My mouth literally hangs open as I read the e-mail, silence around me in the office, the first rays of sun peeking through the window, the scent of coffee forcing open my eyelids, preparing for a successful workday as a cog in the Capitalist machine.
The e-mail was there as soon as I opened my inbox, and as my eyes scan down the text, I feel a sense of surreality, as if I am a character in a Netflix series, learning about the fictional quest or crisis or dystopian society that will ultimately reveal my tenacity and the true nature of the harsh, harsh world.
“Given our efforts to secure…,” it begins, “… will be a real-time, active-threat exercise to prepare…”
I continue reading.
“…in association with local authorities…individual with a firearm entering…shooting a semi-automatic weapon.”
My face is furrowed into a mask of confusion, and revulsion, and pure befuddlement, but it’s the next sentence that shakes off all of those pesky emotions cobwebbing the rage at my core and focuses this hate into a single point, a laser beam, the nexus of all that is wrong and something which is, apparently, about to go down at my office.
“… ‘firearm’ will be a training…simulates the experience…smell of the weapon...everyone to participate.”
I’m sorry, what? asks my inner monologue. Is this satire? asks my inner monologue. How do I feel about this? asks my inner monologue.
And the part of me, the core, infused with vitriol, the socially-conscious part that loathes firearms, the public-health part that recognizes the pandemic of gun violence, the CPTSD-part that hates loud noises, the empathy part that still sees the anguish on the faces of the parents of Sandy Hook, answers back:
Oh, hell, no.
###
I work in an 8-story building in a well-populated urban center. While there is nothing remarkable about the building itself – other than a poorly-thought-out design essentially requiring a tesseract to get anywhere between floors – the nature of my work is such that my office building does represent a slightly higher threat level, in the domestic terrorism sense. It isn’t super-secret government work, and I’m not an assassin, but even humanitarian services to assist those in need can be divisive in 2020.
It is because of this divisiveness that my building is an ideal location for a training exercise, apparently, for first responders for whom a mass shooting is an unfortunately, unfortunately, unfortunately, increasingly likely scenario.
My dialectical side, trained by Hegel and Linehan, sees the importance in this even as my inner monologue struggles to convey the degree of its aversion to the upcoming event. After all, if prophylactic medicine is a good thing, shouldn’t also prophylactic security be the same? A first responder cannot be expected to react the same way in the field as they would in training; blood and screams and shots, the stuff of sense memories, the stuff of nightmares, and the chaos of reality in that moment of reality would surely elicit a different response than the sanctity of a classroom, walls painted a dull gray and fire extinguishers on the walls and always an answer to what “should” be done at any given time. Because, in actual reality, there isn’t always an answer to “should” at any given time.

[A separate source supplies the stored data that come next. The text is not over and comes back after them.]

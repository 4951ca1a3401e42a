/*!
Run configuration of a dump.

A [`DumpConfig`] is usually assembled from command line arguments, but can
also be loaded from a [TOML](https://toml.io/) file:

```toml
format = "compressed"
codecs = ["zlib"]
dump_levels = [31, 11, 1]
cyclic = { window = 0x8000 }

[[erase]]
symbol = "modprobe_path"
size = 256
```
*/

use std::path::PathBuf;

use log::debug;

use crate::cycle::pfn_cyclic_for;
use crate::dump::{Codec, EraseEntry, EraseFilter, EraseSize, DEFAULT_BLOCK_ORDER, PFN_EXCLUDED};
use crate::error::{Error, ErrorKind, ErrorOrigin, Result};
use crate::kernel::KernelContext;
use crate::mem::SourceMemory;
use crate::types::{roundup, DumpLevelList, Pfn};

/// Output container of a dump.
#[derive(Copy, Clone, Debug, PartialEq, Eq)]
#[cfg_attr(feature = "serde", derive(::serde::Serialize, ::serde::Deserialize))]
#[cfg_attr(feature = "serde", serde(rename_all = "lowercase"))]
pub enum DumpFormat {
    Elf,
    Compressed,
}

/// How the bitmaps are held while filtering.
#[derive(Copy, Clone, Debug, PartialEq, Eq)]
#[cfg_attr(feature = "serde", derive(::serde::Serialize, ::serde::Deserialize))]
#[cfg_attr(feature = "serde", serde(rename_all = "lowercase"))]
pub enum CyclicMode {
    /// Windows sized from the memory budget, whole-machine bitmaps in a
    /// scratch file when there is no budget.
    Auto,
    /// Whole-machine bitmaps in a scratch file.
    Full,
    /// Windows of a fixed number of page frames.
    Window(u64),
}

/// Bitmap strategy picked for one run.
#[derive(Copy, Clone, Debug, PartialEq, Eq)]
pub enum BitmapMode {
    Full,
    Cyclic(u64),
}

/// An erase request as written in the configuration.
///
/// The address is either given directly or looked up from the kernel symbol.
#[derive(Clone, Debug, Default, PartialEq, Eq)]
#[cfg_attr(feature = "serde", derive(::serde::Serialize, ::serde::Deserialize))]
#[cfg_attr(feature = "serde", serde(default))]
pub struct EraseConfig {
    pub symbol: String,
    pub paddr: Option<u64>,
    pub size: Option<u64>,
    pub nullify: bool,
}

impl EraseConfig {
    pub fn resolve<S: SourceMemory>(&self, kernel: &KernelContext, source: &mut S) -> Result<EraseEntry> {
        let size = match (self.size, self.nullify) {
            (Some(n), false) if n > 0 => EraseSize::Bytes(n),
            (None, true) => EraseSize::Nullify,
            _ => {
                return Err(Error(ErrorOrigin::Config, ErrorKind::ArgValidation)
                    .log_error(format!("erase entry {} needs either a size or nullify", self.symbol)))
            }
        };
        let paddr = match self.paddr {
            Some(paddr) => paddr,
            None => {
                let vaddr = kernel.table.require_symbol(&self.symbol)?;
                source.virt_to_phys(vaddr)?
            }
        };
        debug!("erase {} at {:x}: {:?}", self.symbol, paddr, size);
        Ok(EraseEntry::new(&self.symbol, paddr, size))
    }
}

/// Everything that selects what a dump contains and how it is written.
#[derive(Clone, Debug, PartialEq, Eq)]
#[cfg_attr(feature = "serde", derive(::serde::Serialize, ::serde::Deserialize))]
#[cfg_attr(feature = "serde", serde(default))]
pub struct DumpConfig {
    pub format: DumpFormat,
    /// Codecs tried for every page, in their fixed priority order.
    pub codecs: Vec<Codec>,
    /// Dump levels, tried in order when the output runs out of space.
    pub dump_levels: Vec<u32>,
    pub cyclic: CyclicMode,
    /// Memory available to the bitmaps, in bytes.
    pub mem_budget: Option<u64>,
    /// Shortest excluded run that starts a new PT_LOAD segment.
    pub elf_threshold: u64,
    /// Write cache size as a power of two of the page size.
    pub block_order: u32,
    pub flatten: bool,
    pub split: Vec<PathBuf>,
    pub erase: Vec<EraseConfig>,
    /// Directory for the scratch bitmap file.
    pub tmpdir: Option<PathBuf>,
}

impl Default for DumpConfig {
    fn default() -> Self {
        Self {
            format: DumpFormat::Compressed,
            codecs: Vec::new(),
            dump_levels: vec![0],
            cyclic: CyclicMode::Auto,
            mem_budget: None,
            elf_threshold: PFN_EXCLUDED,
            block_order: DEFAULT_BLOCK_ORDER,
            flatten: false,
            split: Vec::new(),
            erase: Vec::new(),
            tmpdir: None,
        }
    }
}

fn conflict(what: &str) -> Error {
    Error(ErrorOrigin::Config, ErrorKind::ConflictingOptions).log_error(what)
}

impl DumpConfig {
    pub fn new() -> Self {
        Self::default()
    }

    pub fn with_format(mut self, format: DumpFormat) -> Self {
        self.format = format;
        self
    }

    pub fn with_codecs(mut self, codecs: &[Codec]) -> Self {
        self.codecs = codecs.to_vec();
        self
    }

    pub fn with_dump_levels(mut self, levels: &[u32]) -> Self {
        self.dump_levels = levels.to_vec();
        self
    }

    pub fn with_cyclic(mut self, cyclic: CyclicMode) -> Self {
        self.cyclic = cyclic;
        self
    }

    pub fn with_mem_budget(mut self, bytes: u64) -> Self {
        self.mem_budget = Some(bytes);
        self
    }

    pub fn with_elf_threshold(mut self, pages: u64) -> Self {
        self.elf_threshold = pages;
        self
    }

    pub fn with_flatten(mut self, flatten: bool) -> Self {
        self.flatten = flatten;
        self
    }

    pub fn with_split(mut self, files: Vec<PathBuf>) -> Self {
        self.split = files;
        self
    }

    pub fn with_erase(mut self, entry: EraseConfig) -> Self {
        self.erase.push(entry);
        self
    }

    /// Parses a configuration from TOML text.
    #[cfg(feature = "configfiles")]
    pub fn from_toml_str(text: &str) -> Result<Self> {
        ::toml::from_str(text).map_err(|e| {
            Error(ErrorOrigin::Config, ErrorKind::Configuration)
                .log_error(format!("unable to parse the configuration: {}", e))
        })
    }

    /// Loads a configuration file.
    #[cfg(feature = "configfiles")]
    pub fn open<P: AsRef<::std::path::Path>>(path: P) -> Result<Self> {
        let contents = ::std::fs::read_to_string(path.as_ref()).map_err(|e| {
            Error::from_io(ErrorOrigin::Config, ErrorKind::UnableToReadFile, &e)
                .log_error(format!("{}: {}", path.as_ref().display(), e))
        })?;
        Self::from_toml_str(&contents)
    }

    /// Rejects option combinations no writer supports.
    pub fn validate(&self) -> Result<()> {
        self.dump_level_list()?;
        if self.format == DumpFormat::Elf {
            if !self.codecs.is_empty() {
                return Err(conflict("ELF output cannot be compressed"));
            }
            if !self.split.is_empty() {
                return Err(conflict("ELF output cannot be split"));
            }
        }
        if self.flatten && !self.split.is_empty() {
            return Err(conflict("flattened output cannot be split"));
        }
        if self.split.len() == 1 {
            return Err(Error(ErrorOrigin::Config, ErrorKind::ArgValidation)
                .log_error("a split dump needs at least two files"));
        }
        if self.elf_threshold == 0 {
            return Err(Error(ErrorOrigin::Config, ErrorKind::ArgValidation)
                .log_error("the ELF segment threshold must be positive"));
        }
        if self.cyclic == CyclicMode::Window(0) {
            return Err(Error(ErrorOrigin::Config, ErrorKind::ArgValidation)
                .log_error("the cyclic window must be positive"));
        }
        Ok(())
    }

    pub fn dump_level_list(&self) -> Result<DumpLevelList> {
        DumpLevelList::new(&self.dump_levels)
    }

    /// Number of output files.
    pub fn num_files(&self) -> u64 {
        self.split.len().max(1) as u64
    }

    /// Write cache size for pages of `page_size` bytes.
    pub fn cache_size(&self, page_size: u64) -> usize {
        (page_size as usize) << self.block_order
    }

    /// Chooses between whole-machine and windowed bitmaps for `max_mapnr`
    /// frames.
    pub fn bitmap_mode(&self, max_mapnr: Pfn) -> BitmapMode {
        match (self.cyclic, self.mem_budget) {
            (CyclicMode::Full, _) | (CyclicMode::Auto, None) => BitmapMode::Full,
            (CyclicMode::Window(pfns), _) => BitmapMode::Cyclic(roundup(pfns, 8)),
            (CyclicMode::Auto, Some(budget)) => {
                BitmapMode::Cyclic(pfn_cyclic_for(budget, max_mapnr, self.num_files()))
            }
        }
    }

    /// Resolves the configured erase entries against the crashed kernel.
    pub fn erase_filter<S: SourceMemory>(&self, kernel: &KernelContext, source: &mut S) -> Result<EraseFilter> {
        let entries = self
            .erase
            .iter()
            .map(|e| e.resolve(kernel, source))
            .collect::<Result<Vec<_>>>()?;
        Ok(EraseFilter::new(entries, kernel.table.word_size()))
    }
}

#[cfg(test)]
mod tests {
    use super::*;
    use crate::mem::dummy::{DummyKernel, DUMMY_FREE_HUGE_PAGE, DUMMY_KERNEL_MAP};

    #[test]
    fn rejects_conflicts() {
        assert!(DumpConfig::new().validate().is_ok());
        let elf = DumpConfig::new().with_format(DumpFormat::Elf);
        assert!(elf.clone().validate().is_ok());
        assert_eq!(
            elf.clone().with_codecs(&[Codec::Zlib]).validate().unwrap_err().1,
            ErrorKind::ConflictingOptions
        );
        let files = vec![PathBuf::from("a"), PathBuf::from("b")];
        assert!(elf.with_split(files.clone()).validate().is_err());
        assert!(DumpConfig::new()
            .with_flatten(true)
            .with_split(files.clone())
            .validate()
            .is_err());
        assert!(DumpConfig::new().with_split(files).validate().is_ok());
    }

    #[test]
    fn rejects_bad_levels() {
        assert!(DumpConfig::new().with_dump_levels(&[]).validate().is_err());
        assert!(DumpConfig::new().with_dump_levels(&[31, 32]).validate().is_err());
        assert!(DumpConfig::new().with_dump_levels(&[1; 33]).validate().is_err());
        assert!(DumpConfig::new().with_dump_levels(&[31, 11, 1]).validate().is_ok());
    }

    #[test]
    fn bitmap_mode_selection() {
        assert_eq!(DumpConfig::new().bitmap_mode(0x10000), BitmapMode::Full);
        assert_eq!(
            DumpConfig::new().with_cyclic(CyclicMode::Window(13)).bitmap_mode(0x10000),
            BitmapMode::Cyclic(16)
        );
        assert_eq!(
            DumpConfig::new().with_mem_budget(1000).bitmap_mode(1 << 20),
            BitmapMode::Cyclic(6400)
        );
        assert_eq!(
            DumpConfig::new()
                .with_cyclic(CyclicMode::Full)
                .with_mem_budget(1000)
                .bitmap_mode(1 << 20),
            BitmapMode::Full
        );
    }

    #[test]
    fn erase_entries_resolve() {
        let mut dummy = DummyKernel::builder(0x10).build();
        let kernel = dummy.kernel().clone();
        let config = DumpConfig::new()
            .with_erase(EraseConfig {
                symbol: "free_huge_page".to_string(),
                nullify: true,
                ..EraseConfig::default()
            })
            .with_erase(EraseConfig {
                symbol: "secret".to_string(),
                paddr: Some(0x2000),
                size: Some(16),
                ..EraseConfig::default()
            });
        let filter = config.erase_filter(&kernel, &mut dummy).unwrap();
        assert_eq!(filter.entries()[0].paddr, DUMMY_FREE_HUGE_PAGE - DUMMY_KERNEL_MAP);
        assert_eq!(filter.entries()[0].size, EraseSize::Nullify);
        assert_eq!(filter.entries()[1].size, EraseSize::Bytes(16));

        let bad = DumpConfig::new().with_erase(EraseConfig {
            symbol: "free_huge_page".to_string(),
            ..EraseConfig::default()
        });
        assert!(bad.erase_filter(&kernel, &mut dummy).is_err());
    }

    #[cfg(feature = "configfiles")]
    #[test]
    fn load_toml() {
        let config = DumpConfig::from_toml_str(
            "
format = \"compressed\"
codecs = [\"zlib\", \"snappy\"]
dump_levels = [31, 11, 1]
cyclic = { window = 4096 }
flatten = true

[[erase]]
symbol = \"modprobe_path\"
size = 256",
        )
        .unwrap();
        assert_eq!(config.codecs, vec![Codec::Zlib, Codec::Snappy]);
        assert_eq!(config.cyclic, CyclicMode::Window(4096));
        assert_eq!(config.elf_threshold, PFN_EXCLUDED);
        assert_eq!(config.erase[0].size, Some(256));
        assert!(config.validate().is_ok());

        assert!(DumpConfig::from_toml_str("format = \"tar\"").is_err());
    }
}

But then, the side of me that has been damaged, the side of me that feels too much, the side of me that battles mental illness and trauma, makes its presence felt, and I can no longer appreciate the value of training our paramedics and police officers to respond to an active shooter, because doesn’t anyone see that this is treating the symptom and not the cause?
###
Play the mental health card, my inner monologue urges.

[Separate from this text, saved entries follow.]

/*!
x86_64 4-level page table walk.
*/

use log::trace;

use kdumpflow_core::error::{Error, ErrorKind, ErrorOrigin, Result};

pub const fn make_bit_mask(a: u32, b: u32) -> u64 {
    (0xffff_ffff_ffff_ffff >> (63 - b)) & !((1u64 << a) - 1)
}

const fn get_bit(a: u64, b: u32) -> bool {
    a & (1u64 << b) != 0
}

const fn is_present(entry: u64) -> bool {
    get_bit(entry, 0)
}

const fn is_large_page(entry: u64) -> bool {
    get_bit(entry, 7)
}

const ENTRY_ADDR_MASK: u64 = make_bit_mask(12, 51);

/// Byte offset of the entry for `vaddr` in the table at `level` (4 = PML4).
const fn entry_offset(vaddr: u64, level: u32) -> u64 {
    let shift = 12 + 9 * (level - 1);
    ((vaddr >> shift) & 0x1ff) * 8
}

/// Translates `vaddr` with the page tables rooted at physical `pgd`.
///
/// `read_entry` reads one little endian table entry at a physical address.
pub fn vtop<F>(pgd: u64, vaddr: u64, mut read_entry: F) -> Result<u64>
where
    F: FnMut(u64) -> Result<u64>,
{
    let unmapped = |what: &str| {
        Error(ErrorOrigin::Source, ErrorKind::UnableToReadMemory)
            .log_trace(format!("{} of {:x} is not present", what, vaddr))
    };

    let pml4e = read_entry((pgd & ENTRY_ADDR_MASK) | entry_offset(vaddr, 4))?;
    if !is_present(pml4e) {
        return Err(unmapped("pml4e"));
    }

    let pdpte = read_entry((pml4e & ENTRY_ADDR_MASK) | entry_offset(vaddr, 3))?;
    if !is_present(pdpte) {
        return Err(unmapped("pdpte"));
    }
    if is_large_page(pdpte) {
        trace!("found 1gb page");
        return Ok((pdpte & make_bit_mask(30, 51)) | (vaddr & make_bit_mask(0, 29)));
    }

    let pde = read_entry((pdpte & ENTRY_ADDR_MASK) | entry_offset(vaddr, 2))?;
    if !is_present(pde) {
        return Err(unmapped("pde"));
    }
    if is_large_page(pde) {
        trace!("found 2mb page");
        return Ok((pde & make_bit_mask(21, 51)) | (vaddr & make_bit_mask(0, 20)));
    }

    let pte = read_entry((pde & ENTRY_ADDR_MASK) | entry_offset(vaddr, 1))?;
    if !is_present(pte) {
        return Err(unmapped("pte"));
    }
    Ok((pte & ENTRY_ADDR_MASK) | (vaddr & make_bit_mask(0, 11)))
}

I seek out my supervisor. She is not yet in the office, so I rush back to the computer, begin composing an e-mail, feeling what I can only describe as mania as I try to organize my thoughts.
“I have grave concerns…,” I start out. Then I delete what I have written, forward the original e-mail to her instead, and begin again.
“Regarding the e-mail below, I have grave concerns about how I might react to such a charged and emotional situation.”
I go on, attempting to convey my disgust for, and fear of, firearms, my CPTSD diagnosis, my anxiety disorder, flashbacks and panic attacks and an overwhelming sense of things being wrong, stuck in between fight and flight and freeze and fold.
“I abhor guns,” I continue. “It is difficult to convey the degree of my distaste in general, but I have a visceral dislike of even being in the vicinity of firearms.”
I realize I am beginning to sound desperate, or unhinged, or FAR too invested in gun violence advocacy, but I can’t stop. I pour into the e-mail all of my frustrations, with a government that refuses to acknowledge the problem, with a society that fetishizes weapons of power and death, with the line we crossed when we decreed dead children were still not as important as our right to bear arms.
People begin to trickle into the office, and I press “send.”
My officemate arrives, and I urge him to check his e-mail.
“Oh, wow,” he says.
“I KNOW!” I say, prepared to launch into my diatribe, because even now, after the cathartic typing of my stance and its evidence, I am still feeling manic with apprehension, with injustice, with purpose.
I am interrupted by the phone, and an assistant, and the phone again, and an urgent request for a report, and the day churns on, my agitation with the second amendment simmering on a back burner.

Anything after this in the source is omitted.